I believe our body is conscious of pains and memories before our brain tells us these flashbacks are coming. I can feel a change in my behaviour, mood and sleep when a hard memory approaches. Marco feels it in himself as well, and we can see it in Valin. We all feel a bit more heavy, quiet, and fatigued. These thoughts are always at the forefront of our minds.
The day Madox was diagnosed is fast approaching. I think about how he was showing mild symptoms we mistook for simple every day things. While skating he complained of feeling tired and didn’t want to skate anymore so we pulled him holding the hockey stick and made a little game out of that. Another sign was he couldn’t turn the door handle on the back door with his left hand (the one that he lost complete control over during his illness) but we dismissed it because that handle had always stuck and was hard to turn. I hate myself for not being more alert to these symptoms. Why I didn’t pay closer attention and piece them together. Yet none of them were all in the same day, but randomly throughout the weeks. I guess it was easy to miss.
This week was when Madox began looking at us with one eye closed and said he was “seeing two”. We immediately clapped and said he’s going to need glasses just like his mom and brother.

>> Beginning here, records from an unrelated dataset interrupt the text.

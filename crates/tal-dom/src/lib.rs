#![forbid(unsafe_code)]

//! Minimal in-memory DOM for TAL templates.
//!
//! The template engine only needs a small DOM contract: create, clone,
//! insert, replace and remove nodes; read and write attributes, live
//! properties and text; parse and serialize HTML fragments; and deliver
//! events and property changes to callbacks. This crate provides exactly
//! that over a generational arena so it runs natively and deterministically
//! in tests.
//!
//! # Example
//!
//! ```
//! use tal_dom::{Document, Event};
//!
//! let doc = Document::from_html("<p id=greet>Hello</p>");
//! let p = doc.element_by_id("greet").unwrap();
//! doc.set_text_content(p, "Hi");
//! assert_eq!(doc.outer_html(p), "<p id=\"greet\">Hi</p>");
//! assert_eq!(doc.dispatch_event(p, Event::new("click")), 0);
//! ```

pub mod document;
pub mod event;
pub mod html;
pub mod node;

pub use document::{Document, WeakDocument};
pub use event::Event;
pub use html::decode_entities;
pub use node::{Listener, NodeId, NodeKind, Property, PropertyObserver};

Over the week it got worse and he would say his sight was blurry now too. I knew this can’t be just needing glasses and the word tumour was blazing in my thoughts. I kept thinking he should have nausea, headaches, something else with the blurred vision. But every time I pressed Madox, he denied it all. We took him to an optometrist hoping I was wrong, saying glasses would fix it all. The only time I did not want to be right.
So I lay in bed thinking. Thinking of the week leading up to diagnosis. Thinking we should have taken him in to emergency sooner. Thinking being diagnosed a week earlier may have changed his course of illness. Thinking nothing we could have done differently would have changed the outcome. This month is tough on us all. Diagnosis day, Madox’s birthday and all the terribleness in-between. We use to look forward to March. That was before diagnosis day happened. That was before we heard the letters DIPG.